IQALUIT, Nunavut — There’s a smell that brings it all back.

One whiff, and once again he’s a little boy being raped by a priest in a dank furnace room at the Catholic mission in Igloolik, Nunavut.

“Whenever I smell moldy wood, it takes me back to that place,” the man told a court in Iqaluit on Monday during the sentencing hearing for his onetime tormentor. “It makes me angry.”

Eric Dejaeger, a defrocked Oblate priest, was convicted last fall for 32 sex crimes ranging from indecent assault to bestiality against Inuit children. A long lineup of his former victims, who were children between 1978 and 1982 when the assaults occurred, are finally getting their chance to tell Dejaeger what he did to them in a two-day hearing which began under heavy security.

More than a dozen people were expected to testify on Monday, including the man haunted by that odour.

Dejaeger left him with lingering medical and mental problems, he said. He said he lost his job in Igloolik last year because Dejaeger’s trial upset him so much he couldn’t function.

One woman told court she blames Dejaeger for the scars that have been diagnosed on her womb. Others say they still suffer nightmares.

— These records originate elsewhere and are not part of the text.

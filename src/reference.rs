// src/reference.rs
//! Reference Corpus: the user's bibliographic library, loaded from JSON.
//!
//! Accepts a bare array of records or a library snapshot `{ "items": [...] }`.
//! Field aliases cover the reference-manager export shape (`key`, `abstractNote`,
//! `publicationTitle`, `date`).

use crate::error::{RadarError, Result};
use crate::text::normalize_text;
use serde::{Deserialize, Serialize};
use std::collections::{BTreeSet, HashMap};
use std::fs;
use std::path::Path;
use tracing::{debug, info};

/// Item types that never carry bibliographic content.
const SKIP_TYPES: &[&str] = &["attachment", "note", "annotation"];

/// One bibliographic entry.
#[derive(Debug, Clone, PartialEq, Serialize, Deserialize)]
pub struct ReferenceRecord {
    #[serde(alias = "key")]
    pub id: String,
    pub title: String,
    #[serde(default, alias = "abstractNote")]
    pub r#abstract: String,
    #[serde(default)]
    pub authors: Vec<String>,
    #[serde(default, alias = "publicationTitle")]
    pub venue: Option<String>,
    #[serde(default)]
    pub year: Option<i32>,
    /// Free-form date as exported; only used to derive `year`.
    #[serde(default, skip_serializing)]
    pub date: Option<String>,
    #[serde(default, deserialize_with = "tags_lenient")]
    pub tags: BTreeSet<String>,
    #[serde(default, alias = "itemType")]
    pub item_type: Option<String>,
}

/// Tags come either as plain strings or as `{ "tag": "..." }` objects.
fn tags_lenient<'de, D>(de: D) -> std::result::Result<BTreeSet<String>, D::Error>
where
    D: serde::Deserializer<'de>,
{
    #[derive(Deserialize)]
    #[serde(untagged)]
    enum TagRepr {
        Plain(String),
        Object { tag: String },
    }
    let raw: Option<Vec<TagRepr>> = Option::deserialize(de)?;
    Ok(raw
        .unwrap_or_default()
        .into_iter()
        .map(|t| match t {
            TagRepr::Plain(s) => s,
            TagRepr::Object { tag } => tag,
        })
        .map(|s| s.trim().to_lowercase())
        .filter(|s| !s.is_empty())
        .collect())
}

/// First 4-digit run that looks like a year.
pub fn parse_year(date: &str) -> Option<i32> {
    let bytes = date.as_bytes();
    let mut i = 0;
    while i + 4 <= bytes.len() {
        let window = &bytes[i..i + 4];
        let before_ok = i == 0 || !bytes[i - 1].is_ascii_digit();
        let after_ok = i + 4 == bytes.len() || !bytes[i + 4].is_ascii_digit();
        if before_ok && after_ok && window.iter().all(u8::is_ascii_digit) {
            let y: i32 = date[i..i + 4].parse().ok()?;
            if (1000..=2999).contains(&y) {
                return Some(y);
            }
        }
        i += 1;
    }
    None
}

/// The full set of records for one profile build.
#[derive(Debug, Clone, Default, PartialEq, Serialize)]
pub struct ReferenceCorpus {
    pub records: Vec<ReferenceRecord>,
}

#[derive(Deserialize)]
#[serde(untagged)]
enum CorpusFile {
    Bare(Vec<ReferenceRecord>),
    Snapshot { items: Vec<ReferenceRecord> },
}

impl ReferenceCorpus {
    pub fn new(records: Vec<ReferenceRecord>) -> Self {
        Self { records }
    }

    pub fn len(&self) -> usize {
        self.records.len()
    }

    pub fn is_empty(&self) -> bool {
        self.records.is_empty()
    }

    /// Parse from a JSON string, normalising text and dropping untitled/non-bibliographic items.
    pub fn from_json_str(s: &str) -> Result<Self> {
        let file: CorpusFile =
            serde_json::from_str(s).map_err(|e| RadarError::json("reference corpus", e))?;
        let raw = match file {
            CorpusFile::Snapshot { items } => items,
            CorpusFile::Bare(v) => v,
        };
        let total = raw.len();

        let mut records = Vec::with_capacity(total);
        for mut r in raw {
            if r
                .item_type
                .as_deref()
                .is_some_and(|t| SKIP_TYPES.contains(&t))
            {
                continue;
            }
            r.title = normalize_text(&r.title);
            if r.title.is_empty() {
                continue;
            }
            r.r#abstract = normalize_text(&r.r#abstract);
            if r.year.is_none() {
                r.year = r.date.as_deref().and_then(parse_year);
            }
            r.venue = r
                .venue
                .map(|v| normalize_text(&v))
                .filter(|v| !v.is_empty());
            records.push(r);
        }

        debug!(
            target: "profile",
            total,
            kept = records.len(),
            "reference corpus parsed"
        );
        Ok(Self { records })
    }

    pub fn load(path: &Path) -> Result<Self> {
        let content = fs::read_to_string(path).map_err(|e| RadarError::io(path, e))?;
        let corpus = Self::from_json_str(&content)?;
        info!(
            target: "profile",
            path = %path.display(),
            records = corpus.len(),
            "reference corpus loaded"
        );
        Ok(corpus)
    }

    /// Latest publication year present in the corpus.
    pub fn max_year(&self) -> Option<i32> {
        self.records.iter().filter_map(|r| r.year).max()
    }
}

fn most_common<'a, I>(items: I, n: usize) -> Vec<(String, usize)>
where
    I: IntoIterator<Item = &'a str>,
{
    let mut counts: HashMap<&str, usize> = HashMap::new();
    for it in items {
        *counts.entry(it).or_insert(0) += 1;
    }
    let mut v: Vec<(String, usize)> = counts
        .into_iter()
        .map(|(k, c)| (k.to_string(), c))
        .collect();
    v.sort_by(|a, b| b.1.cmp(&a.1).then_with(|| a.0.cmp(&b.0)));
    v.truncate(n);
    v
}

/// Markdown overview of the library: types, venues, tags, sample titles.
pub fn corpus_snapshot_markdown(corpus: &ReferenceCorpus) -> String {
    let mut lines = vec![
        "# Reference Library Snapshot".to_string(),
        String::new(),
        format!("- Readable items: {}", corpus.len()),
    ];
    if let Some(y) = corpus.max_year() {
        lines.push(format!("- Latest year: {y}"));
    }

    lines.push(String::new());
    lines.push("## Top Item Types".into());
    let types = corpus
        .records
        .iter()
        .map(|r| r.item_type.as_deref().unwrap_or("unknown"));
    for (t, c) in most_common(types, 15) {
        lines.push(format!("- {t}: {c}"));
    }

    lines.push(String::new());
    lines.push("## Top Venues".into());
    let venues = corpus.records.iter().filter_map(|r| r.venue.as_deref());
    for (v, c) in most_common(venues, 15) {
        lines.push(format!("- {v}: {c}"));
    }

    lines.push(String::new());
    lines.push("## Top Tags".into());
    let tags = corpus
        .records
        .iter()
        .flat_map(|r| r.tags.iter().map(String::as_str));
    for (t, c) in most_common(tags, 25) {
        lines.push(format!("- {t}: {c}"));
    }

    lines.push(String::new());
    lines.push("## Sample Titles".into());
    for r in corpus.records.iter().take(30) {
        lines.push(format!("- {}", r.title));
    }
    lines.join("\n")
}

#[cfg(test)]
mod tests {
    use super::*;

    #[test]
    fn year_parsing() {
        assert_eq!(parse_year("2023-05-01"), Some(2023));
        assert_eq!(parse_year("May 2019"), Some(2019));
        assert_eq!(parse_year("12345"), None);
        assert_eq!(parse_year(""), None);
    }

    #[test]
    fn loads_snapshot_shape_with_aliases() {
        let json = r#"{
            "generated_at_utc": "2025-01-01T00:00:00+00:00",
            "items": [
                {"key": "A1", "itemType": "journalArticle", "title": " Cosmic <i>dawn</i> ",
                 "abstractNote": "21-cm signal.", "publicationTitle": "ApJ",
                 "date": "2024-02-01", "tags": [{"tag": "Reionization"}, {"tag": " "}]},
                {"key": "A2", "itemType": "attachment", "title": "PDF"},
                {"key": "A3", "itemType": "journalArticle", "title": "   "}
            ]
        }"#;
        let c = ReferenceCorpus::from_json_str(json).unwrap();
        assert_eq!(c.len(), 1);
        let r = &c.records[0];
        assert_eq!(r.id, "A1");
        assert_eq!(r.title, "Cosmic dawn");
        assert_eq!(r.year, Some(2024));
        assert_eq!(r.venue.as_deref(), Some("ApJ"));
        assert_eq!(r.tags.iter().collect::<Vec<_>>(), vec!["reionization"]);
    }

    #[test]
    fn loads_bare_array() {
        let json = r#"[{"id": "x", "title": "T", "abstract": "A", "tags": ["Galaxies"]}]"#;
        let c = ReferenceCorpus::from_json_str(json).unwrap();
        assert_eq!(c.records[0].tags.iter().next().unwrap(), "galaxies");
    }

    #[test]
    fn snapshot_markdown_lists_sections() {
        let json = r#"[{"id": "x", "title": "T", "venue": "MNRAS", "tags": ["agn"]}]"#;
        let md = corpus_snapshot_markdown(&ReferenceCorpus::from_json_str(json).unwrap());
        assert!(md.contains("- Readable items: 1"));
        assert!(md.contains("- MNRAS: 1"));
        assert!(md.contains("- agn: 1"));
        assert!(md.contains("## Sample Titles"));
    }
}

Many spoke of lingering anger and depression and of attempts to flee those feelings through booze and drugs. One victim blamed her illiteracy on Dejaeger, saying she as left with a fear of school that prevented her from learning.

“Because I was abused by a priest, it affected my chance for a normal life,” she said. “I will forever grieve the girl I was before this abuse.”

Dejaeger was convicted in September on 24 counts of indecent assault, one of unlawful confinement, two of buggery, three of unlawful sexual intercourse, one of sexual assault and one of bestiality. He had already pleaded guilty to eight sex-related counts at the start of the trial.

The victims include 12 boys and 10 girls. Dejaeger also abused a dog in front of two children. Most were between the ages of eight and 12, although they could have been as young as four and as old as 18.

Many told court during Dejaeger’s trial that he used his position as Igloolik’s missionary to trap them into sex, threatening them with hellfire or separation from their families if they told. Sometimes he dangled food in front of hungry children to lure them.

He is to appear in Edmonton on Friday on four other sex-related charges.

Dejaeger has already served one five-year sentence on 11 counts of assaulting children in Baker Lake, Nunavut, where he was posted after Igloolik.

It was in 1995, after he had served that sentence, that he learned RCMP were about to charge him for his activities in Igloolik. Before his court date arrived, he fled to his native Belgium.

Oblate officials have acknowledged that they knew Dejaeger was about to depart. They have also said that Canadian justice officials suggested that the easiest thing was for him to simply leave Canada, where he had become a citizen. They have said Dejaeger was told he wouldn’t be bothered if he stayed away.

For 16 years, he lived quietly in homes maintained by the Oblates despite an international warrant for his arrest. Eventually, journalists revealed that Dejaeger was living illegally in Belgium. He was returned to Canada in 2011.

Final arguments in Dejaeger’s sentencing hearing are expected Wednesday.